◆ **RECORDS TO USE**:
★ ★ ★
use crate::app::BuilderApp;

/// Tabs of the insights window. All data here is fabricated; these
/// surfaces exist so the shell matches the product, not to do real work.
#[derive(Debug, Clone, Copy, PartialEq, Eq, Default)]
pub enum InsightsTab {
    #[default]
    Analytics,
    Integrations,
    Collaboration,
}

pub fn insights_panel(app: &mut BuilderApp, ctx: &egui::Context) {
    let mut open = app.show_insights;
    egui::Window::new("Insights")
        .open(&mut open)
        .default_width(360.0)
        .show(ctx, |ui| {
            ui.horizontal(|ui| {
                for (tab, label) in [
                    (InsightsTab::Analytics, "Analytics"),
                    (InsightsTab::Integrations, "Integrations"),
                    (InsightsTab::Collaboration, "Collaboration"),
                ] {
                    if ui.selectable_label(app.insights_tab == tab, label).clicked() {
                        app.insights_tab = tab;
                    }
                }
            });
            ui.separator();

            match app.insights_tab {
                InsightsTab::Analytics => analytics(ui),
                InsightsTab::Integrations => integrations(app, ui),
                InsightsTab::Collaboration => collaboration(app, ui),
            }
        });
    app.show_insights = open;
}

fn analytics(ui: &mut egui::Ui) {
    egui::Grid::new("analytics_grid")
        .num_columns(2)
        .spacing([40.0, 4.0])
        .striped(true)
        .show(ui, |ui| {
            for (metric, value) in [
                ("Visitors (30d)", "4,812"),
                ("Page views", "11,209"),
                ("Bounce rate", "38%"),
                ("Top referrer", "search"),
            ] {
                ui.label(metric);
                ui.label(value);
                ui.end_row();
            }
        });
    ui.add_space(4.0);
    ui.small("Sample data. Analytics go live after publishing.");
}

fn integrations(app: &mut BuilderApp, ui: &mut egui::Ui) {
    for service in ["Mailchimp", "Stripe", "Google Analytics", "Zapier"] {
        ui.horizontal(|ui| {
            ui.label(service);
            if ui.small_button("Connect").clicked() {
                app.toast(format!("{service} connection is not available in the demo"));
            }
        });
    }
}

fn collaboration(app: &mut BuilderApp, ui: &mut egui::Ui) {
    for (name, role) in [("Sam Carter", "Owner"), ("Ada Velasquez", "Editor"), ("Ben Okafor", "Viewer")] {
        ui.horizontal(|ui| {
            ui.label(name);
            ui.weak(role);
        });
    }
    ui.add_space(4.0);
    if ui.button("Invite collaborator").clicked() {
        app.toast("Invites are not available in the demo");
    }
}
//! Gateway configuration, read from the process environment.
//!
//! Every collaborator base URL is stored without a trailing slash so call
//! sites can always `format!("{base}/path")`.

use std::fmt;
use std::net::SocketAddr;
use std::time::Duration;

use serde::Serialize;
use thiserror::Error;

/// Application-level constants
pub const APP_NAME: &str = "floorplan-gateway";
pub const APP_VERSION: &str = env!("CARGO_PKG_VERSION");

const DEFAULT_BIND_ADDR: &str = "127.0.0.1:8080";
const DEFAULT_PARSER_URL: &str = "http://localhost:8000";
const DEFAULT_PARSER_PATH: &str = "/plan_recognition";
const DEFAULT_PLAN_URL: &str = "http://localhost:8081";
const DEFAULT_OLLAMA_URL: &str = "http://localhost:11434";
const DEFAULT_LLM_MODEL: &str = "llama3";
const DEFAULT_TIMEOUT_SECS: u64 = 300;
const DEFAULT_CONNECT_TIMEOUT_SECS: u64 = 10;
const DEFAULT_MAX_UPLOAD_BYTES: usize = 20 * 1024 * 1024;

/// Log filter used when `RUST_LOG` is unset.
pub fn default_log_filter() -> &'static str {
    "floorplan_gateway_lib=info,floorplan_gateway=info,tower_http=warn"
}

#[derive(Error, Debug)]
pub enum ConfigError {
    #[error("{key}: invalid value {value:?} ({reason})")]
    Invalid {
        key: &'static str,
        value: String,
        reason: String,
    },
}

/// Selects between live collaborators and the bundled fixture parser.
#[derive(Debug, Clone, Copy, PartialEq, Eq, Serialize)]
#[serde(rename_all = "snake_case")]
pub enum GatewayMode {
    Live,
    Demo,
}

impl GatewayMode {
    fn parse(raw: &str) -> Option<Self> {
        match raw.trim().to_ascii_lowercase().as_str() {
            "live" | "prod" => Some(Self::Live),
            "demo" => Some(Self::Demo),
            _ => None,
        }
    }
}

impl fmt::Display for GatewayMode {
    fn fmt(&self, f: &mut fmt::Formatter<'_>) -> fmt::Result {
        match self {
            Self::Live => write!(f, "live"),
            Self::Demo => write!(f, "demo"),
        }
    }
}

#[derive(Debug, Clone)]
pub struct GatewayConfig {
    pub bind_addr: SocketAddr,
    pub mode: GatewayMode,
    pub parser_url: String,
    /// Path on the parser service that accepts a multipart `file` part.
    pub parser_path: String,
    pub plan_url: String,
    pub ollama_url: String,
    pub llm_model: String,
    /// Per-call deadline for every outbound request.
    pub upstream_timeout: Duration,
    pub connect_timeout: Duration,
    pub max_upload_bytes: usize,
}

impl Default for GatewayConfig {
    fn default() -> Self {
        Self {
            bind_addr: SocketAddr::from(([127, 0, 0, 1], 8080)),
            mode: GatewayMode::Live,
            parser_url: DEFAULT_PARSER_URL.to_string(),
            parser_path: DEFAULT_PARSER_PATH.to_string(),
            plan_url: DEFAULT_PLAN_URL.to_string(),
            ollama_url: DEFAULT_OLLAMA_URL.to_string(),
            llm_model: DEFAULT_LLM_MODEL.to_string(),
            upstream_timeout: Duration::from_secs(DEFAULT_TIMEOUT_SECS),
            connect_timeout: Duration::from_secs(DEFAULT_CONNECT_TIMEOUT_SECS),
            max_upload_bytes: DEFAULT_MAX_UPLOAD_BYTES,
        }
    }
}

impl GatewayConfig {
    /// Load from the process environment.
    pub fn from_env() -> Result<Self, ConfigError> {
        Self::from_lookup(|key| std::env::var(key).ok())
    }

    /// Load from an arbitrary key lookup. Unset or blank keys take defaults.
    pub fn from_lookup<F>(lookup: F) -> Result<Self, ConfigError>
    where
        F: Fn(&str) -> Option<String>,
    {
        let get = |key: &str| lookup(key).filter(|v| !v.trim().is_empty());

        let bind_raw = get("GATEWAY_BIND_ADDR").unwrap_or_else(|| DEFAULT_BIND_ADDR.to_string());
        let bind_addr = bind_raw
            .trim()
            .parse::<SocketAddr>()
            .map_err(|e| invalid("GATEWAY_BIND_ADDR", &bind_raw, e))?;

        let mode = match get("GATEWAY_MODE") {
            Some(raw) => GatewayMode::parse(&raw).ok_or_else(|| ConfigError::Invalid {
                key: "GATEWAY_MODE",
                value: raw.clone(),
                reason: "expected `live` or `demo`".into(),
            })?,
            None => GatewayMode::Live,
        };

        let parser_path = get("PARSER_PATH").unwrap_or_else(|| DEFAULT_PARSER_PATH.to_string());
        let parser_path = if parser_path.starts_with('/') {
            parser_path
        } else {
            format!("/{parser_path}")
        };

        Ok(Self {
            bind_addr,
            mode,
            parser_url: base_url(get("PARSER_URL"), DEFAULT_PARSER_URL),
            parser_path,
            plan_url: base_url(get("PLAN_URL"), DEFAULT_PLAN_URL),
            ollama_url: base_url(get("OLLAMA_URL"), DEFAULT_OLLAMA_URL),
            llm_model: get("LLM_MODEL")
                .map(|m| m.trim().to_string())
                .unwrap_or_else(|| DEFAULT_LLM_MODEL.to_string()),
            upstream_timeout: Duration::from_secs(positive_secs(
                "UPSTREAM_TIMEOUT_SECS",
                get("UPSTREAM_TIMEOUT_SECS"),
                DEFAULT_TIMEOUT_SECS,
            )?),
            connect_timeout: Duration::from_secs(positive_secs(
                "UPSTREAM_CONNECT_TIMEOUT_SECS",
                get("UPSTREAM_CONNECT_TIMEOUT_SECS"),
                DEFAULT_CONNECT_TIMEOUT_SECS,
            )?),
            max_upload_bytes: match get("MAX_UPLOAD_BYTES") {
                Some(raw) => raw
                    .trim()
                    .parse::<usize>()
                    .map_err(|e| invalid("MAX_UPLOAD_BYTES", &raw, e))?,
                None => DEFAULT_MAX_UPLOAD_BYTES,
            },
        })
    }
}

fn base_url(raw: Option<String>, default: &str) -> String {
    raw.as_deref()
        .unwrap_or(default)
        .trim()
        .trim_end_matches('/')
        .to_string()
}

fn positive_secs(key: &'static str, raw: Option<String>, default: u64) -> Result<u64, ConfigError> {
    let Some(raw) = raw else {
        return Ok(default);
    };
    let secs = raw.trim().parse::<u64>().map_err(|e| invalid(key, &raw, e))?;
    if secs == 0 {
        return Err(ConfigError::Invalid {
            key,
            value: raw,
            reason: "must be greater than zero".into(),
        });
    }
    Ok(secs)
}

fn invalid(key: &'static str, value: &str, err: impl fmt::Display) -> ConfigError {
    ConfigError::Invalid {
        key,
        value: value.to_string(),
        reason: err.to_string(),
    }
}

#[cfg(test)]
mod tests {
    use super::*;
    use std::collections::HashMap;

    fn lookup(pairs: &[(&str, &str)]) -> impl Fn(&str) -> Option<String> {
        let map: HashMap<String, String> = pairs
            .iter()
            .map(|(k, v)| (k.to_string(), v.to_string()))
            .collect();
        move |key| map.get(key).cloned()
    }

    #[test]
    fn defaults_when_environment_is_empty() {
        let config = GatewayConfig::from_lookup(lookup(&[])).unwrap();
        assert_eq!(config.bind_addr.to_string(), "127.0.0.1:8080");
        assert_eq!(config.mode, GatewayMode::Live);
        assert_eq!(config.ollama_url, "http://localhost:11434");
        assert_eq!(config.parser_path, "/plan_recognition");
        assert_eq!(config.llm_model, "llama3");
        assert_eq!(config.upstream_timeout, Duration::from_secs(300));
    }

    #[test]
    fn trailing_slashes_are_trimmed() {
        let config = GatewayConfig::from_lookup(lookup(&[
            ("OLLAMA_URL", "http://gpu-box:11434/"),
            ("PLAN_URL", "http://storage:9000//"),
        ]))
        .unwrap();
        assert_eq!(config.ollama_url, "http://gpu-box:11434");
        assert_eq!(config.plan_url, "http://storage:9000");
    }

    #[test]
    fn demo_mode_is_recognized() {
        let config = GatewayConfig::from_lookup(lookup(&[("GATEWAY_MODE", "Demo")])).unwrap();
        assert_eq!(config.mode, GatewayMode::Demo);
    }

    #[test]
    fn unknown_mode_is_rejected() {
        let err = GatewayConfig::from_lookup(lookup(&[("GATEWAY_MODE", "staging")])).unwrap_err();
        assert!(err.to_string().contains("GATEWAY_MODE"));
    }

    #[test]
    fn zero_timeout_is_rejected() {
        let err =
            GatewayConfig::from_lookup(lookup(&[("UPSTREAM_TIMEOUT_SECS", "0")])).unwrap_err();
        assert!(err.to_string().contains("greater than zero"));
    }

    #[test]
    fn parser_path_gains_leading_slash() {
        let config = GatewayConfig::from_lookup(lookup(&[("PARSER_PATH", "recognize")])).unwrap();
        assert_eq!(config.parser_path, "/recognize");
    }

    #[test]
    fn blank_values_fall_back_to_defaults() {
        let config = GatewayConfig::from_lookup(lookup(&[("LLM_MODEL", "  ")])).unwrap();
        assert_eq!(config.llm_model, "llama3");
    }

    #[test]
    fn app_name_is_gateway() {
        assert_eq!(APP_NAME, "floorplan-gateway");
    }
}
use std::fmt;
use std::future::Future;

use serde::Serialize;

use super::EnrichmentError;

/// Sampling temperature for schema-constrained calls.
pub const STRUCTURED_TEMPERATURE: f64 = 0.0;

/// Sampling temperature for open-ended chat.
pub const FREE_FORM_TEMPERATURE: f64 = 0.7;

/// How the completion backend is asked to decode.
#[derive(Debug, Clone, Copy, PartialEq, Eq, Serialize)]
#[serde(rename_all = "snake_case")]
pub enum DecodingMode {
    /// JSON output constraint, deterministic sampling.
    Structured,
    /// No output constraint, creative sampling.
    FreeForm,
}

impl DecodingMode {
    pub fn temperature(self) -> f64 {
        match self {
            Self::Structured => STRUCTURED_TEMPERATURE,
            Self::FreeForm => FREE_FORM_TEMPERATURE,
        }
    }

    /// Value of the backend's `format` field, if any.
    pub fn format(self) -> Option<&'static str> {
        match self {
            Self::Structured => Some("json"),
            Self::FreeForm => None,
        }
    }
}

impl fmt::Display for DecodingMode {
    fn fmt(&self, f: &mut fmt::Formatter<'_>) -> fmt::Result {
        match self {
            Self::Structured => write!(f, "structured"),
            Self::FreeForm => write!(f, "free_form"),
        }
    }
}

/// One completion call. Streaming is never requested.
#[derive(Debug, Clone, PartialEq)]
pub struct CompletionRequest {
    pub model: String,
    pub prompt: String,
    pub mode: DecodingMode,
}

impl CompletionRequest {
    pub fn structured(model: &str, prompt: String) -> Self {
        Self {
            model: model.to_string(),
            prompt,
            mode: DecodingMode::Structured,
        }
    }

    pub fn free_form(model: &str, prompt: String) -> Self {
        Self {
            model: model.to_string(),
            prompt,
            mode: DecodingMode::FreeForm,
        }
    }
}

/// Text-completion backend abstraction (allows mocking).
pub trait LlmClient: Send + Sync {
    /// Single attempt; returns the backend's raw `response` text.
    fn complete(
        &self,
        request: &CompletionRequest,
    ) -> impl Future<Output = Result<String, EnrichmentError>> + Send;
}
use chrono::NaiveDateTime;
use serde::{Deserialize, Serialize};

/// One page of a listing from the plan-storage service.
#[derive(Debug, Clone, PartialEq, Serialize, Deserialize)]
#[serde(rename_all = "camelCase")]
pub struct PageResponse<T> {
    pub content: Vec<T>,
    pub page_number: u32,
    pub page_size: u32,
    pub total_pages: u32,
    pub total_elements: u64,
    pub first: bool,
    pub last: bool,
}

/// Stored plan. `plan_data` is the storage service's serialized document.
#[derive(Debug, Clone, PartialEq, Serialize, Deserialize)]
#[serde(rename_all = "camelCase")]
pub struct PlanRecord {
    pub id: i64,
    pub plan_data: String,
    pub created_at: NaiveDateTime,
}

/// Identifier returned by the storage service after a plan is saved.
#[derive(Debug, Clone, PartialEq, Serialize, Deserialize)]
pub struct PlanCreated {
    pub id: String,
}

#[cfg(test)]
mod tests {
    use super::*;
    use serde_json::json;

    #[test]
    fn decodes_storage_page() {
        let page: PageResponse<PlanRecord> = serde_json::from_value(json!({
            "content": [
                {
                    "id": 1,
                    "planData": "{\"rooms\": 3}",
                    "createdAt": "2025-11-30T08:54:33.336046"
                }
            ],
            "pageNumber": 0,
            "pageSize": 10,
            "totalPages": 5,
            "totalElements": 42,
            "first": true,
            "last": false
        }))
        .unwrap();

        assert_eq!(page.content[0].plan_data, "{\"rooms\": 3}");
        assert_eq!(page.total_elements, 42);

        let back = serde_json::to_value(&page).unwrap();
        assert_eq!(back["content"][0]["createdAt"], "2025-11-30T08:54:33.336046");
        assert_eq!(back["totalPages"], 5);
    }

    #[test]
    fn empty_page_round_trips() {
        let page: PageResponse<PlanRecord> = serde_json::from_value(json!({
            "content": [],
            "pageNumber": 0,
            "pageSize": 10,
            "totalPages": 0,
            "totalElements": 0,
            "first": true,
            "last": true
        }))
        .unwrap();
        assert!(page.content.is_empty());
        assert_eq!(serde_json::to_value(&page).unwrap()["content"], json!([]));
    }
}
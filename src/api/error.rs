//! API error types with structured JSON responses.

use axum::extract::multipart::MultipartError;
use axum::extract::rejection::{JsonRejection, QueryRejection};
use axum::http::StatusCode;
use axum::response::{IntoResponse, Response};
use axum::Json;
use serde::Serialize;

use crate::pipeline::enrichment::{EnrichmentError, PipelineFailure};
use crate::upstream::BackendFailure;

/// Structured error response body.
#[derive(Debug, Serialize)]
pub struct ErrorBody {
    pub error: ErrorDetail,
}

#[derive(Debug, Serialize)]
pub struct ErrorDetail {
    pub code: &'static str,
    pub status: u16,
    pub message: String,
}

/// API-level errors with HTTP status mapping.
#[derive(Debug, thiserror::Error)]
pub enum ApiError {
    #[error("Invalid request: {0}")]
    BadRequest(String),
    #[error("Payload too large: {0}")]
    PayloadTooLarge(String),
    #[error("Backend unavailable: {0}")]
    BackendUnavailable(#[from] BackendFailure),
    #[error("Unusable completion: {0}")]
    UnusableCompletion(String),
    #[error("Internal error: {0}")]
    Internal(String),
}

impl IntoResponse for ApiError {
    fn into_response(self) -> Response {
        let (status, code, message) = match &self {
            ApiError::BadRequest(detail) => {
                (StatusCode::BAD_REQUEST, "MALFORMED_INPUT", detail.clone())
            }
            ApiError::PayloadTooLarge(detail) => (
                StatusCode::PAYLOAD_TOO_LARGE,
                "PAYLOAD_TOO_LARGE",
                detail.clone(),
            ),
            ApiError::BackendUnavailable(failure) if failure.is_timeout() => {
                tracing::warn!(error = %failure, "Upstream deadline expired");
                (StatusCode::GATEWAY_TIMEOUT, "BACKEND_TIMEOUT", failure.to_string())
            }
            ApiError::BackendUnavailable(failure) => {
                tracing::warn!(error = %failure, "Upstream call failed");
                (StatusCode::BAD_GATEWAY, "BACKEND_UNAVAILABLE", failure.to_string())
            }
            ApiError::UnusableCompletion(detail) => (
                StatusCode::BAD_GATEWAY,
                "UNUSABLE_COMPLETION",
                detail.clone(),
            ),
            ApiError::Internal(detail) => {
                tracing::error!(detail, "API internal error");
                (
                    StatusCode::INTERNAL_SERVER_ERROR,
                    "INTERNAL",
                    "An internal error occurred".to_string(),
                )
            }
        };

        let body = ErrorBody {
            error: ErrorDetail {
                code,
                status: status.as_u16(),
                message,
            },
        };
        (status, Json(body)).into_response()
    }
}

impl From<EnrichmentError> for ApiError {
    fn from(err: EnrichmentError) -> Self {
        match err {
            EnrichmentError::MalformedInput(detail) => ApiError::BadRequest(detail),
            EnrichmentError::BackendUnavailable(failure) => ApiError::BackendUnavailable(failure),
            EnrichmentError::InvalidJson { diagnostic, excerpt } => {
                tracing::warn!(%diagnostic, %excerpt, "Completion JSON could not be parsed");
                ApiError::UnusableCompletion(format!("completion JSON is invalid: {diagnostic}"))
            }
            err @ (EnrichmentError::NoJsonFound | EnrichmentError::UnexpectedShape(_)) => {
                ApiError::UnusableCompletion(err.to_string())
            }
        }
    }
}

impl From<PipelineFailure> for ApiError {
    fn from(failure: PipelineFailure) -> Self {
        failure.source.into()
    }
}

impl From<JsonRejection> for ApiError {
    fn from(rejection: JsonRejection) -> Self {
        if rejection.status() == StatusCode::PAYLOAD_TOO_LARGE {
            return ApiError::PayloadTooLarge(rejection.body_text());
        }
        ApiError::BadRequest(rejection.body_text())
    }
}

impl From<QueryRejection> for ApiError {
    fn from(rejection: QueryRejection) -> Self {
        ApiError::BadRequest(rejection.body_text())
    }
}

impl From<MultipartError> for ApiError {
    fn from(err: MultipartError) -> Self {
        if err.status() == StatusCode::PAYLOAD_TOO_LARGE {
            return ApiError::PayloadTooLarge(err.body_text());
        }
        ApiError::BadRequest(err.body_text())
    }
}

#[cfg(test)]
mod tests {
    use super::*;
    use axum::body::to_bytes;

    async fn body_json(response: Response) -> serde_json::Value {
        let body = to_bytes(response.into_body(), 4096).await.unwrap();
        serde_json::from_slice(&body).unwrap()
    }

    #[tokio::test]
    async fn bad_request_returns_400() {
        let response = ApiError::BadRequest("missing field `image`".into()).into_response();
        assert_eq!(response.status(), StatusCode::BAD_REQUEST);
        let json = body_json(response).await;
        assert_eq!(json["error"]["code"], "MALFORMED_INPUT");
        assert_eq!(json["error"]["status"], 400);
        assert_eq!(json["error"]["message"], "missing field `image`");
    }

    #[tokio::test]
    async fn connection_failure_returns_502() {
        let response =
            ApiError::from(BackendFailure::Connection("http://localhost:11434".into())).into_response();
        assert_eq!(response.status(), StatusCode::BAD_GATEWAY);
        let json = body_json(response).await;
        assert_eq!(json["error"]["code"], "BACKEND_UNAVAILABLE");
    }

    #[tokio::test]
    async fn timeout_returns_504() {
        let response = ApiError::from(BackendFailure::Timeout {
            url: "http://localhost:11434/api/generate".into(),
            secs: 30,
        })
        .into_response();
        assert_eq!(response.status(), StatusCode::GATEWAY_TIMEOUT);
        assert_eq!(body_json(response).await["error"]["code"], "BACKEND_TIMEOUT");
    }

    #[tokio::test]
    async fn extraction_failure_returns_502_without_raw_text() {
        let err: ApiError = EnrichmentError::InvalidJson {
            diagnostic: "EOF while parsing an object at line 1 column 6".into(),
            excerpt: "{\"secret\":1".into(),
        }
        .into();
        let response = err.into_response();
        assert_eq!(response.status(), StatusCode::BAD_GATEWAY);
        let json = body_json(response).await;
        assert_eq!(json["error"]["code"], "UNUSABLE_COMPLETION");
        assert!(!json["error"]["message"].as_str().unwrap().contains("secret"));
    }

    #[tokio::test]
    async fn no_json_found_returns_502() {
        let err: ApiError = EnrichmentError::NoJsonFound.into();
        let response = err.into_response();
        assert_eq!(response.status(), StatusCode::BAD_GATEWAY);
    }

    #[tokio::test]
    async fn malformed_input_maps_to_400() {
        let err: ApiError = EnrichmentError::MalformedInput("Room id \"5\" appears more than once".into()).into();
        assert_eq!(err.into_response().status(), StatusCode::BAD_REQUEST);
    }

    #[tokio::test]
    async fn internal_hides_details() {
        let response = ApiError::Internal("something broke".into()).into_response();
        assert_eq!(response.status(), StatusCode::INTERNAL_SERVER_ERROR);
        let json = body_json(response).await;
        assert_eq!(json["error"]["message"], "An internal error occurred");
    }
}
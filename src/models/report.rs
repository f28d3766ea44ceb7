use serde::{Deserialize, Serialize};
use serde_json::{Map, Value};

use super::ModelError;

/// Code-compliance verdict produced by the validation stage.
///
/// The object is kept exactly as the model wrote it and serializes back
/// unchanged. Only `valid` is required; the lists are read through lenient
/// typed views that skip entries they cannot decode.
#[derive(Debug, Clone, PartialEq, Serialize)]
#[serde(transparent)]
pub struct ValidationReport {
    fields: Map<String, Value>,
}

/// An issue or a positive observation. `location` is relayed as given.
#[derive(Debug, Clone, PartialEq, Deserialize)]
pub struct Finding {
    pub description: String,
    #[serde(default)]
    pub location: Option<Value>,
    #[serde(flatten)]
    pub extra: Map<String, Value>,
}

#[derive(Debug, Clone, PartialEq, Deserialize)]
pub struct Suggestion {
    pub description: String,
    #[serde(default)]
    pub move_door: Option<MoveDoor>,
    #[serde(default)]
    pub remove_wall: Option<RemoveWall>,
    #[serde(flatten)]
    pub extra: Map<String, Value>,
}

/// `from: None` means "add a new door at `to`".
#[derive(Debug, Clone, PartialEq, Deserialize)]
pub struct MoveDoor {
    #[serde(default)]
    pub from: Option<Value>,
    #[serde(default)]
    pub to: Option<Value>,
}

#[derive(Debug, Clone, PartialEq, Deserialize)]
pub struct RemoveWall {
    pub position: Value,
}

impl ValidationReport {
    /// Accept any object carrying a boolean `valid`.
    pub fn from_value(value: Value) -> Result<Self, ModelError> {
        let Value::Object(fields) = value else {
            return Err(ModelError::Shape("validation report must be a JSON object".into()));
        };
        match fields.get("valid") {
            Some(Value::Bool(_)) => Ok(Self { fields }),
            Some(other) => Err(ModelError::Shape(format!(
                "field `valid` must be a boolean, found {other}"
            ))),
            None => Err(ModelError::Shape("missing field `valid`".into())),
        }
    }

    pub fn valid(&self) -> bool {
        matches!(self.fields.get("valid"), Some(Value::Bool(true)))
    }

    pub fn issues(&self) -> Vec<Finding> {
        decode_entries(self.entries("issues"))
    }

    pub fn good(&self) -> Vec<Finding> {
        decode_entries(self.entries("good"))
    }

    pub fn suggestions(&self) -> Vec<Suggestion> {
        decode_entries(self.entries("suggestions"))
    }

    /// Raw `issues` entries, including any the typed view skips.
    pub fn issue_count(&self) -> usize {
        self.entries("issues").len()
    }

    /// `valid` must agree with the issue list.
    pub fn is_consistent(&self) -> bool {
        self.valid() == (self.issue_count() == 0)
    }

    pub fn as_map(&self) -> &Map<String, Value> {
        &self.fields
    }

    pub fn into_map(self) -> Map<String, Value> {
        self.fields
    }

    fn entries(&self, key: &str) -> &[Value] {
        self.fields
            .get(key)
            .and_then(Value::as_array)
            .map(Vec::as_slice)
            .unwrap_or_default()
    }
}

fn decode_entries<T: serde::de::DeserializeOwned>(entries: &[Value]) -> Vec<T> {
    entries
        .iter()
        .filter_map(|entry| serde_json::from_value(entry.clone()).ok())
        .collect()
}
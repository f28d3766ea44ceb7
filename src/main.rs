use std::process::ExitCode;

#[tokio::main]
async fn main() -> ExitCode {
    match floorplan_gateway_lib::run().await {
        Ok(()) => ExitCode::SUCCESS,
        Err(e) => {
            tracing::error!("{e}");
            eprintln!("floorplan-gateway: {e}");
            ExitCode::FAILURE
        }
    }
}
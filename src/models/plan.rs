use std::collections::HashSet;

use serde::{Deserialize, Serialize};
use serde_json::{Map, Number, Value};

use super::ModelError;

/// 2D point `[x, y]`. Numbers keep their original textual form.
pub type Point = [Number; 2];

/// Line segment between two points.
pub type Segment = [Point; 2];

/// Four corners of a door's bounding quadrilateral.
pub type Quad = [Point; 4];

/// Vectorized floor plan as produced by the parser service.
///
/// Fields the gateway does not model are kept in `extra` and written back
/// unchanged, so a plan survives the pipeline with its unknown fields intact.
#[derive(Debug, Clone, PartialEq, Serialize, Deserialize)]
pub struct PlanDocument {
    pub walls: Vec<Wall>,
    pub doors: Vec<Door>,
    pub rooms: Vec<Room>,
    pub area: Number,
    pub perimeter: Number,
    #[serde(default, skip_serializing_if = "Option::is_none")]
    pub load_bearing_walls: Option<Vec<Wall>>,
    #[serde(flatten)]
    pub extra: Map<String, Value>,
}

#[derive(Debug, Clone, PartialEq, Serialize, Deserialize)]
pub struct Wall {
    pub position: Segment,
    #[serde(flatten)]
    pub extra: Map<String, Value>,
}

#[derive(Debug, Clone, PartialEq, Serialize, Deserialize)]
pub struct Door {
    pub bbox: Quad,
    #[serde(flatten)]
    pub extra: Map<String, Value>,
}

#[derive(Debug, Clone, PartialEq, Serialize, Deserialize)]
pub struct Room {
    pub id: String,
    pub x: Number,
    pub y: Number,
    #[serde(flatten)]
    pub extra: Map<String, Value>,
}

impl PlanDocument {
    /// Decode an untyped document and check the plan invariants.
    pub fn from_value(value: Value) -> Result<Self, ModelError> {
        let plan: PlanDocument =
            serde_json::from_value(value).map_err(|e| ModelError::Shape(e.to_string()))?;
        plan.validate()?;
        Ok(plan)
    }

    /// Room ids must be non-blank and unique.
    pub fn validate(&self) -> Result<(), ModelError> {
        let mut seen = HashSet::with_capacity(self.rooms.len());
        for (index, room) in self.rooms.iter().enumerate() {
            if room.id.trim().is_empty() {
                return Err(ModelError::BlankRoomId(index));
            }
            if !seen.insert(room.id.as_str()) {
                return Err(ModelError::DuplicateRoomId(room.id.clone()));
            }
        }
        Ok(())
    }

    /// Canonical compact JSON text embedded into prompts.
    pub fn to_canonical_json(&self) -> Result<String, ModelError> {
        serde_json::to_string(self).map_err(|e| ModelError::Shape(e.to_string()))
    }
}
★ ★ ★
◆ **WORK ITEM**:
How many lines of the listing contain "excerpt"? Say only that number.

◆ **SOLVED PROBLEM**:
3